United States District Court for the District of Columbia
July 13, 2004.
AMERICAN FEDERATION OF LABOR AND CONGRESS OF INDUSTRIAL ORGANIZATIONS, Plaintiff,
ELAINE L. CHAO, Defendant.
The opinion of the court was delivered by: GLADYS KESSLER, District Judge
Plaintiff, American Federation of Labor and Congress of
Industrial Organizations ("AFL-CIO" or "Plaintiff"), has filed a
Motion for Clarification as to Application of Court's January 22,
2004 Order. Upon consideration of the Motion, Opposition, Reply,
and the entire record herein, and for the reasons stated below,
Plaintiff's Motion is denied.
In 1959, Congress enacted the Labor-Management Reporting and
Disclosure Act, 29 U.S.C. § 401 et seq., ("LMRDA"), requiring
unions, among other things, to file annual reports with the
Secretary of Labor disclosing detailed information about their
financial transactions.

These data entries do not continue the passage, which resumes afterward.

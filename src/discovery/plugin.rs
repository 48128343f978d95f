//! Module loading interface.
//!
//! A [`ModuleLoader`] turns one discovered file into a mountable router. The
//! traversal in `loader.rs` never looks inside files itself; everything it
//! knows about a module comes through this trait.

use std::collections::HashMap;
use std::path::{Path, PathBuf};

use axum::Router;
use thiserror::Error;

/// File name suffix of route modules.
pub const ROUTE_MODULE_SUFFIX: &str = "route.toml";

/// Why a module could not be loaded.
#[derive(Debug, Error)]
pub enum LoadError {
    #[error("failed to read module: {0}")]
    Read(#[from] std::io::Error),
    #[error("failed to parse module: {0}")]
    Parse(#[from] toml::de::Error),
    #[error("invalid module: {0}")]
    Invalid(String),
    #[error("module factory failed: {0}")]
    Factory(String),
}

/// Resolves route modules by naming convention and loads them.
pub trait ModuleLoader: Send + Sync {
    /// True if a file with this name is a route module.
    fn matches(&self, file_name: &str) -> bool {
        file_name.ends_with(ROUTE_MODULE_SUFFIX)
    }

    /// Load the module at `path`.
    ///
    /// `Ok(None)` means the module exists but exports no router.
    fn load(&self, path: &Path) -> Result<Option<Router>, LoadError>;
}

type Factory = Box<dyn Fn() -> Result<Router, String> + Send + Sync>;

/// Loader for modules defined in code.
///
/// Files on disk mark where a module is mounted; the router itself comes from
/// a factory registered under the file's path relative to the root, with the
/// module suffix removed (`users/index.route.toml` → `users/index`).
pub struct RegistryLoader {
    root: PathBuf,
    factories: HashMap<String, Factory>,
}

impl RegistryLoader {
    pub fn new(root: impl Into<PathBuf>) -> Self {
        Self {
            root: root.into(),
            factories: HashMap::new(),
        }
    }

    /// Register an infallible router factory.
    pub fn register<F>(mut self, name: impl Into<String>, factory: F) -> Self
    where
        F: Fn() -> Router + Send + Sync + 'static,
    {
        self.factories
            .insert(name.into(), Box::new(move || Ok(factory())));
        self
    }

    /// Register a factory that may fail at load time.
    pub fn register_fallible<F>(mut self, name: impl Into<String>, factory: F) -> Self
    where
        F: Fn() -> Result<Router, String> + Send + Sync + 'static,
    {
        self.factories.insert(name.into(), Box::new(factory));
        self
    }

    /// Registry key for a discovered file.
    pub fn module_name(&self, path: &Path) -> String {
        let relative = path.strip_prefix(&self.root).unwrap_or(path);
        let name = relative
            .components()
            .map(|c| c.as_os_str().to_string_lossy())
            .collect::<Vec<_>>()
            .join("/");
        name.strip_suffix(ROUTE_MODULE_SUFFIX)
            .map(|s| s.trim_end_matches('.').to_string())
            .unwrap_or(name)
    }
}

impl ModuleLoader for RegistryLoader {
    fn load(&self, path: &Path) -> Result<Option<Router>, LoadError> {
        match self.factories.get(&self.module_name(path)) {
            Some(factory) => factory().map(Some).map_err(LoadError::Factory),
            None => Ok(None),
        }
    }
}

#[cfg(test)]
mod tests {
    use super::*;
    use axum::routing::get;

    #[test]
    fn test_default_naming_convention() {
        let loader = RegistryLoader::new("/srv/modules");
        assert!(loader.matches("index.route.toml"));
        assert!(loader.matches("login.route.toml"));
        assert!(!loader.matches("index.toml"));
        assert!(!loader.matches("route.toml.bak"));
    }

    #[test]
    fn test_module_name() {
        let loader = RegistryLoader::new("/srv/modules");
        assert_eq!(
            loader.module_name(Path::new("/srv/modules/users/index.route.toml")),
            "users/index"
        );
        assert_eq!(
            loader.module_name(Path::new("/srv/modules/status.route.toml")),
            "status"
        );
    }

    #[test]
    fn test_registry_outcomes() {
        let loader = RegistryLoader::new("/srv/modules")
            .register("status", || Router::new().route("/status", get(|| async { "ok" })))
            .register_fallible("broken", || Err("database unavailable".to_string()));

        assert!(loader
            .load(Path::new("/srv/modules/status.route.toml"))
            .unwrap()
            .is_some());
        assert!(loader
            .load(Path::new("/srv/modules/unknown.route.toml"))
            .unwrap()
            .is_none());
        assert!(matches!(
            loader.load(Path::new("/srv/modules/broken.route.toml")),
            Err(LoadError::Factory(_))
        ));
    }
}
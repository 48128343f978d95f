use std::path::PathBuf;
use std::sync::Arc;

use chrono::{NaiveDate, Utc};
use clap::{Parser, Subcommand};
use reqwest::header::{HeaderMap, HeaderValue, AUTHORIZATION};
use serde::Serialize;
use serde_json::Value;

use auto_router::config::{load_config, AutoRouterConfig, ObservabilityConfig};
use auto_router::observability::{logging, LogSink};
use auto_router::statistics::StatisticsManager;

#[derive(Parser)]
#[command(name = "autorouter-cli")]
#[command(about = "Reports and maintenance for auto-router event logs", long_about = None)]
struct Cli {
    /// Read log locations from this configuration file.
    #[arg(short, long)]
    config: Option<PathBuf>,

    /// Event log to work on. Overrides the configuration.
    #[arg(short, long)]
    log: Option<PathBuf>,

    #[command(subcommand)]
    command: Commands,
}

#[derive(Subcommand)]
enum Commands {
    /// Breakdown of one UTC day
    Daily {
        /// Day to report, YYYY-MM-DD (default: today)
        #[arg(short, long)]
        date: Option<NaiveDate>,

        /// Also write the report to this file
        #[arg(short, long)]
        output: Option<PathBuf>,
    },
    /// Summary of the last N days
    Summary {
        #[arg(short, long, default_value_t = 7)]
        days: u32,

        /// Also write the report to this file
        #[arg(short, long)]
        output: Option<PathBuf>,
    },
    /// Drop events older than N days
    Clean {
        /// Days to keep (default: configured retention)
        #[arg(short, long)]
        days: Option<u32>,
    },
    /// Fetch live metrics from a running server
    Metrics {
        #[arg(short, long, default_value = "http://localhost:3000/__autorouter")]
        url: String,

        /// Bearer token for the stats endpoints
        #[arg(short, long)]
        key: Option<String>,
    },
}

#[tokio::main]
async fn main() -> Result<(), Box<dyn std::error::Error>> {
    let cli = Cli::parse();

    let config = match &cli.config {
        Some(path) => load_config(path)?,
        None => AutoRouterConfig::default(),
    };
    logging::init(&ObservabilityConfig {
        log_level: "warn".to_string(),
        ..config.observability.clone()
    });

    let log_path = cli
        .log
        .clone()
        .unwrap_or_else(|| PathBuf::from(&config.metrics_log_path));
    let statistics = StatisticsManager::new(Arc::new(LogSink::new(log_path)))
        .with_trail(Arc::new(LogSink::new(&config.operational_log_path)));

    match cli.command {
        Commands::Daily { date, output } => {
            let date = date.unwrap_or_else(|| Utc::now().date_naive());
            let report = tokio::task::spawn_blocking(move || {
                let report = statistics.generate_daily_report(date)?;
                if let Some(path) = output {
                    statistics.write_report(&report, &path)?;
                }
                Ok::<_, auto_router::statistics::StatsError>(report)
            })
            .await??;
            print_json(&report)?;
        }
        Commands::Summary { days, output } => {
            let report = tokio::task::spawn_blocking(move || {
                let report = statistics.generate_summary_report(days)?;
                if let Some(path) = output {
                    statistics.write_report(&report, &path)?;
                }
                Ok::<_, auto_router::statistics::StatsError>(report)
            })
            .await??;
            print_json(&report)?;
        }
        Commands::Clean { days } => {
            let days = days.unwrap_or(config.retention.days_to_keep);
            let removed =
                tokio::task::spawn_blocking(move || statistics.clean_old_logs(days)).await??;
            println!("Removed {removed} entries older than {days} days");
        }
        Commands::Metrics { url, key } => {
            let client = reqwest::Client::new();
            let mut headers = HeaderMap::new();
            if let Some(key) = key.or(config.admin.api_key) {
                headers.insert(AUTHORIZATION, HeaderValue::from_str(&format!("Bearer {key}"))?);
            }

            let res = client
                .get(format!("{}/metrics", url.trim_end_matches('/')))
                .headers(headers)
                .send()
                .await?;
            print_response(res).await?;
        }
    }

    Ok(())
}

fn print_json<T: Serialize>(value: &T) -> Result<(), serde_json::Error> {
    println!("{}", serde_json::to_string_pretty(value)?);
    Ok(())
}

async fn print_response(res: reqwest::Response) -> Result<(), Box<dyn std::error::Error>> {
    let status = res.status();
    if !status.is_success() {
        eprintln!("Error: stats endpoint returned status {}", status);
        if let Ok(text) = res.text().await {
            eprintln!("Response: {}", text);
        }
        return Ok(());
    }

    let json: Value = res.json().await?;
    print_json(&json)?;
    Ok(())
}
//! HTTP server setup.
//!
//! # Responsibilities
//! - Wrap the application router with server-wide layers
//!   (timeout, request ID, tracing)
//! - Serve it on a bound listener with client addresses attached
//! - Stop gracefully when the shutdown channel fires

use std::net::SocketAddr;
use std::time::Duration;

use axum::Router;
use tokio::net::TcpListener;
use tower_http::{
    request_id::{MakeRequestUuid, PropagateRequestIdLayer, SetRequestIdLayer},
    timeout::TimeoutLayer,
    trace::TraceLayer,
};

use crate::config::AutoRouterConfig;
use crate::lifecycle::ShutdownSignal;

/// HTTP server for an auto router application.
pub struct HttpServer {
    router: Router,
}

impl HttpServer {
    /// Wrap `app` with the server-wide middleware stack.
    pub fn new(config: &AutoRouterConfig, app: Router) -> Self {
        Self {
            router: Self::build_router(config, app),
        }
    }

    #[allow(deprecated)]
    fn build_router(config: &AutoRouterConfig, app: Router) -> Router {
        app.layer(TimeoutLayer::new(Duration::from_secs(config.timeouts.request_secs)))
            .layer(PropagateRequestIdLayer::x_request_id())
            .layer(TraceLayer::new_for_http())
            .layer(SetRequestIdLayer::x_request_id(MakeRequestUuid))
    }

    /// The fully layered router, for in-process testing.
    pub fn router(&self) -> Router {
        self.router.clone()
    }

    /// Serve on `listener` until `shutdown` fires, then drain in-flight
    /// connections.
    pub async fn run(
        self,
        listener: TcpListener,
        shutdown: ShutdownSignal,
    ) -> Result<(), std::io::Error> {
        let addr = listener.local_addr()?;
        tracing::info!(address = %addr, "HTTP server starting");

        let app = self.router.into_make_service_with_connect_info::<SocketAddr>();

        axum::serve(listener, app)
            .with_graceful_shutdown(async move {
                shutdown.recv().await;
                tracing::info!("Shutdown signal received");
            })
            .await?;

        tracing::info!("HTTP server stopped");
        Ok(())
    }
}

Specifically, section 201(b) of the LMRDA
requires unions covered by the statute to file annually with the
Secretary of Labor a financial report which accurately discloses
their "financial condition and operations" for the preceding
fiscal year. 29 U.S.C. § 431(b). On October 9, 2003, the Department of Labor ("Department")
promulgated a Final Rule captioned "Labor Organization Annual
Financial Reports" ("Final Rule" or "Rule"). See 68 Fed. Reg.
58374 (Oct. 9, 2003). The Final Rule imposed several new
financial reporting and disclosure obligations on unions,
including requiring approximately 4,700 unions with annual
receipts of $250,000 or more to submit their financial report on
a "Form LM-2." Under the Rule, unions must file the Form LM-2
electronically. The Rule provided that it would become effective
January 1, 2004.
On November 26, 2003, the AFL-CIO filed the instant action
seeking a Preliminary Injunction postponing the effective date of
the Rule, as well as permanent relief setting aside the Rule and
enjoining its implementation. On December 31, 2003, the Court
granted Plaintiff's Motion for a Preliminary Injunction on the
grounds that the AFL-CIO was likely to prevail on the merits of
its claim that the January 1, 2004 effective date set out in the
Final Rule was arbitrary and capricious. See AFL-CIO v. Chao,
No. 03cv2464 (GK), December 31, 2003, Mem. Op.
On January 22, 2004, the Court issued a final order that
enjoined the Department from imposing the Final Rule "until July
1, 2004, or ninety days after [it] makes a fully tested version
of its electronic reporting software available to those unions
covered by the LMRDA, whichever is later." AFL-CIO v. Chao, No.
03cv2464 (GK), January 22, 2004, Order, at 2-3. On March 26,
2004, the Department released what it claimed was a "fully tested version"
of the software.
On May 19, 2004, almost eight weeks later, the AFL-CIO filed
the instant Motion for Clarification, claiming that the software
the Department had made available is not a "fully tested version"
of the relevant reporting software, and thus that the Final Rule
should not go into effect July 1, 2004. On June 14, 2004, the
Department filed its Opposition thereto, and on June 28, 2004,
Plaintiff filed its Reply.
Plaintiff's arguments in support of its Motion are unconvincing
for two reasons. First, unions that use a fiscal year beginning
July 1, 2004 had six months to develop the new accounting
systems, purchase the new computers and software, and train their
staff to comply with the new Rule. In its January 22, 2004
Memorandum Opinion, this Court expressly found that a six-month
transition period is sufficient "provided that the Department
makes available its electronic reporting software by March 31,
2004." AFL-CIO v. Chao, No. 03cv2464 (GK), January 22, 2004,
Mem. Op., at 53. The Department released such software on March
26, 2004. Second, the Court did not attempt to define what would
constitute "a fully tested version" of the Department's
electronic reporting software in its January 22, 2004 Memorandum
Opinion.*fn1 The Department has responded in detail to each of the arguments
the AFL-CIO has advanced in support of its Motion and, in light
of the Department's expertise in this area, it is appropriate to
give the DOL's explanations an "extreme degree of deference."
Marsh v. Oregon Natural Res. Council, 490 U.S. 360, 378 (1989).
Thus, for the foregoing reasons, Plaintiff's Motion for
Clarification as to Application of Court's January 22, 2004 Order
An Order will issue with this opinion.